* _Dataset excerpts_
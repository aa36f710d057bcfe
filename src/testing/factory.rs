//! In-memory proxy factory.
//!
//! [`MockFactory`] keeps a plain proxy tree and renders the visible part of it
//! as indented text with [`MockFactory::outline`], so tests can assert on what
//! a user would see without a toolkit.

use std::collections::BTreeMap;
use std::fmt::Write;

use crate::action::{ActionHandle, Presentation};
use crate::proxy::{ProxyFactory, ProxyId, ProxyKind, ProxyRequest};

const INDENT: &str = "  ";

/// One proxy held by a [`MockFactory`].
#[derive(Debug, Clone)]
pub struct MockProxy {
    pub kind: ProxyKind,
    pub action: Option<ActionHandle>,
    pub visible: bool,
    pub show_accel: bool,
    pub always_show_image: bool,
    pub expand: bool,
    pub parent: Option<ProxyId>,
    pub children: Vec<ProxyId>,
    pub submenu: Option<ProxyId>,
    /// Item this proxy hangs off, when it is a submenu.
    pub attached_to: Option<ProxyId>,
}

impl MockProxy {
    /// Text shown for this proxy in an outline.
    pub fn label(&self) -> String {
        let text = match self.kind {
            ProxyKind::MenuBar => "menubar".to_owned(),
            ProxyKind::Toolbar => "toolbar".to_owned(),
            ProxyKind::Popup => "popup".to_owned(),
            ProxyKind::Menu => "menu".to_owned(),
            ProxyKind::Separator => "---".to_owned(),
            ProxyKind::ToolSeparator if self.expand => "<->".to_owned(),
            ProxyKind::ToolSeparator => "|".to_owned(),
            ProxyKind::Tearoff => "- - -".to_owned(),
            ProxyKind::Filler => "(empty)".to_owned(),
            ProxyKind::MenuItem | ProxyKind::ToolItem => self
                .action
                .as_ref()
                .map_or_else(|| "?".to_owned(), |a| a.label().to_owned()),
        };
        let Some(action) = &self.action else {
            return text;
        };
        let mut text = match action.presentation() {
            Presentation::Plain => text,
            Presentation::Toggle => format!("[ ] {text}"),
            Presentation::Radio => format!("( ) {text}"),
        };
        if !action.is_sensitive() {
            text.push_str(" (insensitive)");
        }
        if self.kind == ProxyKind::MenuItem && self.show_accel {
            if let Some(accel) = action.accel() {
                let _ = write!(text, "  {accel}");
            }
        }
        text
    }
}

/// Headless [`ProxyFactory`] backed by a map of [`MockProxy`] values.
#[derive(Debug, Default)]
pub struct MockFactory {
    proxies: BTreeMap<ProxyId, MockProxy>,
    next_id: u64,
    created: usize,
    destroyed: usize,
}

impl MockFactory {
    pub fn new() -> Self {
        Self::default()
    }

    pub fn get(&self, id: ProxyId) -> Option<&MockProxy> {
        self.proxies.get(&id)
    }

    /// Number of proxies currently alive.
    pub fn live(&self) -> usize {
        self.proxies.len()
    }

    /// Total proxies ever created.
    pub fn created(&self) -> usize {
        self.created
    }

    /// Total proxies ever destroyed, children included.
    pub fn destroyed(&self) -> usize {
        self.destroyed
    }

    /// Label of `id`, or an empty string if it does not exist.
    pub fn label(&self, id: ProxyId) -> String {
        self.get(id).map(MockProxy::label).unwrap_or_default()
    }

    /// Render every visible toplevel and its visible descendants.
    ///
    /// Toplevels are proxies with no container that are not attached as a
    /// submenu, in creation order. Each level is indented by two spaces; a
    /// menu item lists its submenu's children below itself.
    pub fn outline(&self) -> String {
        let mut out = String::new();
        for (&id, proxy) in &self.proxies {
            let toplevel = matches!(
                proxy.kind,
                ProxyKind::MenuBar | ProxyKind::Toolbar | ProxyKind::Popup
            );
            if toplevel && proxy.parent.is_none() && proxy.attached_to.is_none() {
                self.outline_node(id, 0, &mut out);
            }
        }
        out
    }

    /// Outline of a single proxy subtree, visible parts only.
    pub fn outline_of(&self, id: ProxyId) -> String {
        let mut out = String::new();
        self.outline_node(id, 0, &mut out);
        out
    }

    fn outline_node(&self, id: ProxyId, depth: usize, out: &mut String) {
        let Some(proxy) = self.proxies.get(&id) else {
            return;
        };
        if !proxy.visible {
            return;
        }
        for _ in 0..depth {
            out.push_str(INDENT);
        }
        out.push_str(&proxy.label());
        out.push('\n');
        let nested = proxy
            .submenu
            .and_then(|menu| self.proxies.get(&menu))
            .map_or(proxy.children.as_slice(), |menu| menu.children.as_slice());
        for &child in nested {
            self.outline_node(child, depth + 1, out);
        }
    }

    fn allocate(&mut self, kind: ProxyKind) -> ProxyId {
        self.next_id += 1;
        self.created += 1;
        let id = ProxyId::new(self.next_id);
        self.proxies.insert(
            id,
            MockProxy {
                kind,
                action: None,
                visible: true,
                show_accel: true,
                always_show_image: false,
                expand: false,
                parent: None,
                children: Vec::new(),
                submenu: None,
                attached_to: None,
            },
        );
        id
    }

    fn detach(&mut self, id: ProxyId) {
        let Some(parent) = self.proxies.get_mut(&id).and_then(|p| p.parent.take()) else {
            return;
        };
        if let Some(parent) = self.proxies.get_mut(&parent) {
            parent.children.retain(|&c| c != id);
        }
    }
}

impl ProxyFactory for MockFactory {
    fn create(&mut self, request: &ProxyRequest) -> ProxyId {
        let id = self.allocate(request.kind);
        if let Some(proxy) = self.proxies.get_mut(&id) {
            proxy.action = request.action.clone();
            proxy.show_accel = request.show_accel;
            proxy.always_show_image = request.always_show_image;
            proxy.expand = request.expand;
        }
        // Actions that provide their own menu come with it attached.
        let provides_menu = request
            .action
            .as_ref()
            .is_some_and(|a| a.is_providing_menu());
        if request.kind == ProxyKind::MenuItem && provides_menu {
            let menu = self.allocate(ProxyKind::Menu);
            self.attach_submenu(id, menu);
        }
        id
    }

    fn destroy(&mut self, proxy: ProxyId) {
        self.detach(proxy);
        let Some(removed) = self.proxies.remove(&proxy) else {
            return;
        };
        self.destroyed += 1;
        if let Some(item) = removed.attached_to {
            if let Some(item) = self.proxies.get_mut(&item) {
                item.submenu = None;
            }
        }
        for child in removed.children {
            if let Some(child) = self.proxies.get_mut(&child) {
                child.parent = None;
            }
            self.destroy(child);
        }
        if let Some(menu) = removed.submenu {
            if let Some(menu) = self.proxies.get_mut(&menu) {
                menu.attached_to = None;
            }
            self.destroy(menu);
        }
    }

    fn set_visible(&mut self, proxy: ProxyId, visible: bool) {
        if let Some(proxy) = self.proxies.get_mut(&proxy) {
            proxy.visible = visible;
        }
    }

    fn is_visible(&self, proxy: ProxyId) -> bool {
        self.proxies.get(&proxy).is_some_and(|p| p.visible)
    }

    fn insert_at(&mut self, container: ProxyId, proxy: ProxyId, index: usize) {
        if !self.proxies.contains_key(&container) || !self.proxies.contains_key(&proxy) {
            return;
        }
        self.detach(proxy);
        if let Some(parent) = self.proxies.get_mut(&container) {
            let index = index.min(parent.children.len());
            parent.children.insert(index, proxy);
        }
        if let Some(proxy) = self.proxies.get_mut(&proxy) {
            proxy.parent = Some(container);
        }
    }

    fn parent(&self, proxy: ProxyId) -> Option<ProxyId> {
        self.proxies.get(&proxy).and_then(|p| p.parent)
    }

    fn children(&self, container: ProxyId) -> Vec<ProxyId> {
        self.proxies
            .get(&container)
            .map(|p| p.children.clone())
            .unwrap_or_default()
    }

    fn attach_submenu(&mut self, item: ProxyId, submenu: ProxyId) {
        if !self.proxies.contains_key(&item) || !self.proxies.contains_key(&submenu) {
            return;
        }
        let previous = self.proxies.get_mut(&submenu).and_then(|m| m.attached_to.take());
        if let Some(previous) = previous.and_then(|p| self.proxies.get_mut(&p)) {
            previous.submenu = None;
        }
        if let Some(item) = self.proxies.get_mut(&item) {
            item.submenu = Some(submenu);
        }
        if let Some(menu) = self.proxies.get_mut(&submenu) {
            menu.attached_to = Some(item);
        }
    }

    fn submenu(&self, item: ProxyId) -> Option<ProxyId> {
        self.proxies.get(&item).and_then(|p| p.submenu)
    }

    fn set_action(&mut self, proxy: ProxyId, action: Option<&ActionHandle>) {
        if let Some(proxy) = self.proxies.get_mut(&proxy) {
            proxy.action = action.cloned();
        }
    }
}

* _What the task asks_
Your answer must be the lines above from the one containing "pub fn label(&self, id: ProxyId)" to the one containing "attached as a", both included, restated word for word.

* _Written response_
    pub fn label(&self, id: ProxyId) -> String {
        self.get(id).map(MockProxy::label).unwrap_or_default()
    }

    /// Render every visible toplevel and its visible descendants.
    ///
    /// Toplevels are proxies with no container that are not attached as a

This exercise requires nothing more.